THE FULL PROJECT GUTENBERG LICENSE
PLEASE READ THIS BEFORE YOU DISTRIBUTE OR USE THIS WORK

To protect the Project Gutenberg-tm mission of promoting the free
distribution of electronic works, by using or distributing this work
(or any other work associated in any way with the phrase “Project
Gutenberg”), you agree to comply with all the terms of the Full Project
Gutenberg-tm License available with this file or online at
  www.gutenberg.org/license.


Section 1.  General Terms of Use and Redistributing Project Gutenberg-tm
electronic works

1.A.  By reading or using any part of this Project Gutenberg-tm
electronic work, you indicate that you have read, understand, agree to
and accept all the terms of this license and intellectual property
(trademark/copyright) agreement.  If you do not agree to abide by all
the terms of this agreement, you must cease using and return or destroy
all copies of Project Gutenberg-tm electronic works in your possession.
If you paid a fee for obtaining a copy of or access to a Project
Gutenberg-tm electronic work and you do not agree to be bound by the
terms of this agreement, you may obtain a refund from the person or
entity to whom you paid the fee as set forth in paragraph 1.E.8.

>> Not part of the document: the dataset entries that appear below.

// Copyright 2025 the Heatgrid Authors
// SPDX-License-Identifier: Apache-2.0 OR MIT

//! Axis and cell label text.

/// Default axis label character limit.
pub const DEFAULT_MAX_LABEL_CHARS: usize = 20;

/// Marker appended to truncated labels.
pub const OMISSION: &str = "...";

/// Formats an axis category for display with the default character limit.
///
/// Trailing whitespace is trimmed; labels longer than 20 characters are cut and
/// end in [`OMISSION`], so the result is never longer than 20 characters.
pub fn format_label(text: &str) -> String {
    format_label_with(text, DEFAULT_MAX_LABEL_CHARS)
}

/// Formats an axis category for display, keeping at most `max_chars` characters.
pub fn format_label_with(text: &str, max_chars: usize) -> String {
    let trimmed = text.trim_end();
    if trimmed.chars().count() <= max_chars {
        return trimmed.to_owned();
    }
    let omission_len = OMISSION.chars().count();
    if max_chars <= omission_len {
        return OMISSION.chars().take(max_chars).collect();
    }
    let mut out: String = trimmed.chars().take(max_chars - omission_len).collect();
    out.push_str(OMISSION);
    out
}

/// Keeps the categories whose position is a multiple of `step`.
///
/// These are the labels that remain visible when an axis shows one label every
/// `step` ticks. A `step` of zero keeps nothing.
pub fn every_nth<S: AsRef<str>>(categories: &[S], step: usize) -> Vec<&str> {
    if step == 0 {
        return Vec::new();
    }
    categories
        .iter()
        .step_by(step)
        .map(AsRef::<str>::as_ref)
        .collect()
}

/// Formats a cell value for display (`19`, `12.5`).
pub fn format_value(value: f64) -> String {
    if value == 0.0 {
        // Avoid rendering negative zero as "-0".
        return "0".to_owned();
    }
    value.to_string()
}

#[cfg(test)]
mod tests {
    use proptest::prelude::*;

    use super::*;

    #[test]
    fn short_labels_only_lose_trailing_whitespace() {
        assert_eq!(format_label("London  \t"), "London");
        assert_eq!(format_label("  Padded"), "  Padded");
        assert_eq!(format_label(""), "");
    }

    #[test]
    fn long_labels_are_truncated_with_omission() {
        let label = format_label("International Business Machines");
        assert_eq!(label, "International Bus...");
        assert_eq!(label.chars().count(), 20);
        assert_eq!(format_label("exactly twenty chars"), "exactly twenty chars");
    }

    #[test]
    fn truncation_counts_characters() {
        let label = format_label("Ñandú Ñandú Ñandú Ñandú Ñandú");
        assert_eq!(label.chars().count(), 20);
        assert!(label.ends_with(OMISSION));
    }

    #[test]
    fn tiny_limits_still_respect_the_limit() {
        assert_eq!(format_label_with("abcdef", 2), "..");
        assert_eq!(format_label_with("abcdef", 4), "a...");
    }

    #[test]
    fn every_nth_keeps_multiples_of_step() {
        let cats = ["a", "b", "c", "d", "e"];
        assert_eq!(every_nth(&cats, 1), cats.to_vec());
        assert_eq!(every_nth(&cats, 2), vec!["a", "c", "e"]);
        assert_eq!(every_nth(&cats, 9), vec!["a"]);
        assert!(every_nth(&cats, 0).is_empty());
    }

    #[test]
    fn values_format_without_spurious_fraction() {
        assert_eq!(format_value(19.0), "19");
        assert_eq!(format_value(12.5), "12.5");
        assert_eq!(format_value(-0.0), "0");
        assert_eq!(format_value(-3.0), "-3");
    }

    proptest! {
        #[test]
        fn formatted_labels_are_bounded_and_trimmed(text in "\\PC{0,40}[ \t]{0,3}") {
            let label = format_label(&text);
            prop_assert!(label.chars().count() <= DEFAULT_MAX_LABEL_CHARS);
            prop_assert_eq!(label.trim_end(), label.as_str());
        }
    }
}
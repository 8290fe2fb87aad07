// Copyright 2025 the Heatgrid Authors
// SPDX-License-Identifier: Apache-2.0 OR MIT

//! The widget controller binding shaping, layout and tooltips to host events.

use serde_json::Value;

use crate::config::HeatmapConfig;
use crate::engine::{ChartEngine, PointerEvent};
use crate::host::{Host, MenuRequest, TooltipRequest};
use crate::layout::AdaptiveLayout;
use crate::option::{HeatmapOption, SeriesDatum};
use crate::record::parse_records;
use crate::shape::{COLUMN_GROUP, ROW_GROUP, build_category_set, build_series};
use crate::tooltip::{build_tooltip_html, column_label};

/// A heat-map widget driving a chart engine.
///
/// The widget owns the render options; the engine keeps its own laid-out copy.
#[derive(Debug)]
pub struct HeatmapWidget<E> {
    engine: E,
    config: HeatmapConfig,
    option: HeatmapOption,
}

impl<E: ChartEngine> HeatmapWidget<E> {
    /// Creates a widget and registers the adaptive layout pass with `engine`.
    pub fn new(mut engine: E, config: HeatmapConfig) -> Self {
        engine.register_layout_pass(Box::new(AdaptiveLayout::new(&config)));
        Self {
            option: HeatmapOption::new(&config),
            engine,
            config,
        }
    }

    /// Returns the engine.
    pub fn engine(&self) -> &E {
        &self.engine
    }

    /// Returns the engine mutably, e.g. to change its view size before [`Self::on_resize`].
    pub fn engine_mut(&mut self) -> &mut E {
        &mut self.engine
    }

    /// Returns the widget configuration.
    pub fn config(&self) -> &HeatmapConfig {
        &self.config
    }

    /// Returns the render options as last handed to the engine (before layout).
    pub fn option(&self) -> &HeatmapOption {
        &self.option
    }

    /// Replaces the chart data with a new payload of records.
    ///
    /// Categories and cells are rebuilt from scratch.
    #[tracing::instrument(skip_all)]
    pub fn on_data_update(&mut self, host: &dyn Host, payload: &Value) {
        let colors = host.colors();
        let (min, max) = colors.domain();
        self.option.visual_map.min = min;
        self.option.visual_map.max = max;
        self.option.visual_map.in_range.color = colors.color_range();

        let records = parse_records(payload);
        let policy = self.config.malformed_records;
        let rows = build_category_set(&records, ROW_GROUP, policy);
        let columns = build_category_set(&records, COLUMN_GROUP, policy);
        let data: Vec<SeriesDatum> = build_series(&records, &rows, &columns, colors)
            .iter()
            .map(SeriesDatum::from)
            .collect();
        tracing::debug!(
            records = records.len(),
            rows = rows.len(),
            columns = columns.len(),
            "data updated"
        );

        self.option.x_axis.data = rows;
        self.option.y_axis.data = columns;
        self.option.series.data = data;
        self.engine.set_option(&self.option);
    }

    /// Re-lays out the chart after the container changed size.
    pub fn on_resize(&mut self) {
        self.engine.resize();
    }

    /// Shows the tooltip for the cell under the pointer.
    pub fn on_mouse_move(&self, host: &mut dyn Host, event: &PointerEvent) {
        let column = event.record().as_ref().and_then(column_label);
        let content = build_tooltip_html(event, column.as_deref(), host.query(), host.colors());
        host.show_tooltip(TooltipRequest {
            x: event.x,
            y: event.y,
            content,
        });
    }

    /// Hides the tooltip.
    pub fn on_mouse_out(&self, host: &mut dyn Host) {
        host.hide_tooltip();
    }

    /// Hides the tooltip and opens the context menu for the clicked record.
    pub fn on_click(&self, host: &mut dyn Host, event: &PointerEvent) {
        host.hide_tooltip();
        let Some(record) = event.record() else {
            tracing::debug!(x = event.x, y = event.y, "click outside any cell");
            return;
        };
        host.show_menu(MenuRequest {
            x: event.x,
            y: event.y,
            record,
        });
    }
}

1.B.  “Project Gutenberg” is a registered trademark.  It may only be
used on or associated in any way with an electronic work by people who
agree to be bound by the terms of this agreement.  There are a few
things that you can do with most Project Gutenberg-tm electronic works
even without complying with the full terms of this agreement.  See
paragraph 1.C below.  There are a lot of things you can do with Project
Gutenberg-tm electronic works if you follow the terms of this agreement
and help preserve free future access to Project Gutenberg-tm electronic
works.  See paragraph 1.E below.

1.C.  The Project Gutenberg Literary Archive Foundation (“the Foundation”
 or PGLAF), owns a compilation copyright in the collection of Project
Gutenberg-tm electronic works.  Nearly all the individual works in the
collection are in the public domain in the United States.  If an
individual work is in the public domain in the United States and you are
located in the United States, we do not claim a right to prevent you from
copying, distributing, performing, displaying or creating derivative
works based on the work as long as all references to Project Gutenberg
are removed.  Of course, we hope that you will support the Project
Gutenberg-tm mission of promoting free access to electronic works by
freely sharing Project Gutenberg-tm works in compliance with the terms of
this agreement for keeping the Project Gutenberg-tm name associated with
the work.  You can easily comply with the terms of this agreement by
keeping this work in the same format with its attached full Project
Gutenberg-tm License when you share it without charge with others.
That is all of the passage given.